### Action item
Copy out every line of the records where the string "ReportPdf" occurs.

### Saved data entries
//! Minimal multi-page table writer on top of pdf-writer

use pdf_writer::{Content, Name, Pdf, Rect, Ref, Str};

/// Gold accent used for the title and the table header
const GOLD: (f32, f32, f32) = (0.83, 0.69, 0.22);

/// One table line: regular cells or a full-width section band
#[derive(Debug, Clone, PartialEq)]
pub enum TableRow {
    Cells(Vec<String>),
    /// Session title band
    Section(String),
    /// Italic-looking grey note under a session
    Note(String),
    Spacer,
}

pub struct ReportPdf {
    pdf: Pdf,
    catalog_id: Ref,
    pages_id: Ref,
    font_id: Ref,
    page_refs: Vec<Ref>,
    next_id: i32,

    page_w: f32,
    page_h: f32,
    margin: f32,
    row_h: f32,
    font_size: f32,
}

impl Default for ReportPdf {
    fn default() -> Self {
        Self::new()
    }
}

impl ReportPdf {
    pub fn new() -> Self {
        let mut pdf = Pdf::new();
        let catalog_id = Ref::new(1);
        let pages_id = Ref::new(2);
        let font_id = Ref::new(3);
        pdf.type1_font(font_id).base_font(Name(b"Helvetica"));

        Self {
            pdf,
            catalog_id,
            pages_id,
            font_id,
            page_refs: Vec::new(),
            next_id: 4,
            page_w: 595.0,
            page_h: 842.0,
            margin: 40.0,
            row_h: 16.0,
            font_size: 8.0,
        }
    }

    fn fresh_ref(&mut self) -> Ref {
        let id = Ref::new(self.next_id);
        self.next_id += 1;
        id
    }

    /// Allocate a page and return the id its content stream must be written to
    fn add_page(&mut self) -> Ref {
        let page_id = self.fresh_ref();
        let content_id = self.fresh_ref();
        self.page_refs.push(page_id);

        let mut page = self.pdf.page(page_id);
        page.parent(self.pages_id)
            .media_box(Rect::new(0.0, 0.0, self.page_w, self.page_h))
            .contents(content_id);
        page.resources().fonts().pair(Name(b"F1"), self.font_id);
        content_id
    }

    fn text(content: &mut Content, x: f32, y: f32, size: f32, text: &str) {
        content.begin_text();
        content.set_font(Name(b"F1"), size);
        content.set_text_matrix([1.0, 0.0, 0.0, 1.0, x, y]);
        content.show(Str(text.as_bytes()));
        content.end_text();
    }

    fn band(content: &mut Content, x: f32, y: f32, w: f32, h: f32, rgb: (f32, f32, f32)) {
        content.save_state();
        content.set_fill_rgb(rgb.0, rgb.1, rgb.2);
        content.rect(x, y, w, h);
        content.fill_nonzero();
        content.restore_state();
    }

    fn cells(&self, content: &mut Content, y: f32, widths: &[f32], row: &[String]) {
        let mut x = self.margin;
        for (text, w) in row.iter().zip(widths) {
            Self::text(content, x + 3.0, y + 5.0, self.font_size, text);
            content.save_state();
            content.set_stroke_rgb(0.65, 0.65, 0.65);
            content.rect(x, y, *w, self.row_h);
            content.stroke();
            content.restore_state();
            x += w;
        }
    }

    /// Column widths from the longest cell, scaled down to fit the page
    fn column_widths(&self, headers: &[&str], rows: &[TableRow]) -> Vec<f32> {
        let char_w = self.font_size * 0.55;
        let mut widths: Vec<f32> = headers.iter().map(|h| h.len() as f32 * char_w + 8.0).collect();
        for row in rows {
            if let TableRow::Cells(cells) = row {
                for (w, cell) in widths.iter_mut().zip(cells) {
                    *w = w.max(cell.len() as f32 * char_w + 8.0);
                }
            }
        }

        let total: f32 = widths.iter().sum();
        let max = self.page_w - 2.0 * self.margin;
        if total > max {
            let scale = max / total;
            widths.iter_mut().for_each(|w| *w *= scale);
        }
        widths
    }

    /// Write the document header lines followed by a paginated table
    pub fn write_report(&mut self, title: &str, subtitle: &[String], headers: &[&str], rows: &[TableRow]) {
        let widths = self.column_widths(headers, rows);
        let table_w: f32 = widths.iter().sum();
        let header_row: Vec<String> = headers.iter().map(|h| h.to_string()).collect();

        let mut remaining = rows;
        let mut page_no = 1;

        loop {
            let content_id = self.add_page();
            let mut content = Content::new();
            let mut y = self.page_h - self.margin;

            if page_no == 1 {
                content.save_state();
                content.set_fill_rgb(GOLD.0, GOLD.1, GOLD.2);
                Self::text(&mut content, self.margin, y - 12.0, 18.0, title);
                content.restore_state();
                y -= 30.0;
                for line in subtitle {
                    Self::text(&mut content, self.margin, y, 9.0, line);
                    y -= 12.0;
                }
                y -= 8.0;
            }

            y -= self.row_h;
            Self::band(&mut content, self.margin, y, table_w, self.row_h, GOLD);
            self.cells(&mut content, y, &widths, &header_row);

            let mut consumed = 0;
            for row in remaining {
                if y - self.row_h < self.margin {
                    break;
                }
                y -= self.row_h;
                match row {
                    TableRow::Cells(cells) => self.cells(&mut content, y, &widths, cells),
                    TableRow::Section(label) => {
                        Self::band(&mut content, self.margin, y, table_w, self.row_h, (0.12, 0.12, 0.12));
                        content.save_state();
                        content.set_fill_rgb(GOLD.0, GOLD.1, GOLD.2);
                        Self::text(&mut content, self.margin + 3.0, y + 5.0, self.font_size, label);
                        content.restore_state();
                    }
                    TableRow::Note(text) => {
                        content.save_state();
                        content.set_fill_rgb(0.59, 0.59, 0.59);
                        Self::text(&mut content, self.margin + 3.0, y + 5.0, self.font_size, text);
                        content.restore_state();
                    }
                    TableRow::Spacer => {}
                }
                consumed += 1;
            }

            Self::text(
                &mut content,
                self.page_w - self.margin - 40.0,
                self.margin / 2.0,
                self.font_size,
                &format!("Str. {page_no}"),
            );
            self.pdf.stream(content_id, &content.finish());

            remaining = &remaining[consumed..];
            if remaining.is_empty() {
                break;
            }
            page_no += 1;
        }
    }

    /// Page width and height in points (A4 portrait)
    pub fn page_size(&self) -> (f32, f32) {
        (self.page_w, self.page_h)
    }

    pub fn page_count(&self) -> usize {
        self.page_refs.len()
    }

    /// Finish the document into bytes
    pub fn finish(mut self) -> Vec<u8> {
        self.pdf.catalog(self.catalog_id).pages(self.pages_id);
        let count = self.page_refs.len() as i32;
        self.pdf.pages(self.pages_id).count(count).kids(self.page_refs.iter().copied());
        self.pdf.finish()
    }
}
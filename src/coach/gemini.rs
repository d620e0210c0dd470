//! Gemini `generateContent` client

use std::time::Duration;

use reqwest::Client;
use serde::Deserialize;
use serde_json::{Value, json};
use tracing::{info, warn};

use super::{Coach, GeneratedPlan, PlannedExercise, parse_exercise, parse_plan, parse_tip, prompt};
use crate::error::CoachError;
use crate::model::{ExerciseLog, PlanType, UserProfile, WorkoutSession};

type Result<T> = std::result::Result<T, CoachError>;

pub const DEFAULT_API_URL: &str = "https://generativelanguage.googleapis.com/v1beta";
pub const DEFAULT_MODEL: &str = "gemini-3-flash-preview";

#[derive(Debug, Deserialize)]
struct GenerateResponse {
    #[serde(default)]
    candidates: Vec<Candidate>,
}

#[derive(Debug, Deserialize)]
struct Candidate {
    content: Option<CandidateContent>,
}

#[derive(Debug, Deserialize)]
struct CandidateContent {
    #[serde(default)]
    parts: Vec<Part>,
}

#[derive(Debug, Deserialize)]
struct Part {
    #[serde(default)]
    text: String,
}

/// Text of the first candidate; empty candidates count as malformed
fn candidate_text(response: GenerateResponse) -> Result<String> {
    let text: String = response
        .candidates
        .into_iter()
        .next()
        .and_then(|c| c.content)
        .map(|c| c.parts.into_iter().map(|p| p.text).collect())
        .unwrap_or_default();

    if text.trim().is_empty() {
        return Err(CoachError::Malformed("response has no candidate text".into()));
    }
    Ok(text)
}

/// Client for the Gemini REST API
pub struct GeminiCoach {
    client: Client,
    base_url: String,
    model: String,
    api_key: String,
}

impl GeminiCoach {
    pub fn new(api_key: String, model: String, base_url: String) -> Result<Self> {
        if api_key.trim().is_empty() {
            return Err(CoachError::NotConfigured);
        }
        let client = Client::builder().timeout(Duration::from_secs(60)).build()?;
        Ok(Self {
            client,
            base_url: base_url.trim_end_matches('/').to_string(),
            model,
            api_key,
        })
    }

    fn request_body(prompt: &str, schema: Option<Value>) -> Value {
        let mut config = json!({ "temperature": 0.7 });
        if let Some(schema) = schema {
            config["responseMimeType"] = json!("application/json");
            config["responseSchema"] = schema;
        }
        json!({
            "contents": [{ "role": "user", "parts": [{ "text": prompt }] }],
            "generationConfig": config,
        })
    }

    async fn generate(&self, prompt: &str, schema: Option<Value>) -> Result<String> {
        let url = format!("{}/models/{}:generateContent", self.base_url, self.model);
        info!(model = %self.model, prompt_chars = prompt.len(), json = schema.is_some(), "sending AI request");

        let response = self
            .client
            .post(url)
            .header("x-goog-api-key", &self.api_key)
            .json(&Self::request_body(prompt, schema))
            .send()
            .await?;

        let status = response.status();
        if !status.is_success() {
            let body = response.text().await.unwrap_or_default();
            warn!(status = status.as_u16(), "AI request rejected");
            return Err(CoachError::Api { status: status.as_u16(), body });
        }

        let body: GenerateResponse = response
            .json()
            .await
            .map_err(|e| CoachError::Malformed(format!("unexpected envelope: {e}")))?;
        candidate_text(body)
    }
}

impl Coach for GeminiCoach {
    async fn generate_plan(
        &self,
        profile: &UserProfile,
        history: &[WorkoutSession],
        plan: PlanType,
    ) -> Result<GeneratedPlan> {
        let text = self
            .generate(&prompt::plan_prompt(profile, history, plan), Some(prompt::plan_schema()))
            .await?;
        parse_plan(&text)
    }

    async fn swap_exercise(&self, profile: &UserProfile, current: &ExerciseLog) -> Result<PlannedExercise> {
        let text = self
            .generate(&prompt::swap_prompt(profile, current), Some(prompt::exercise_schema()))
            .await?;
        parse_exercise(&text)
    }

    async fn coaching_tip(&self, profile: &UserProfile, exercise: &str) -> Result<String> {
        let text = self.generate(&prompt::tip_prompt(profile, exercise), None).await?;
        parse_tip(&text)
    }
}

### Written answer
pub struct ReportPdf {
impl Default for ReportPdf {
impl ReportPdf {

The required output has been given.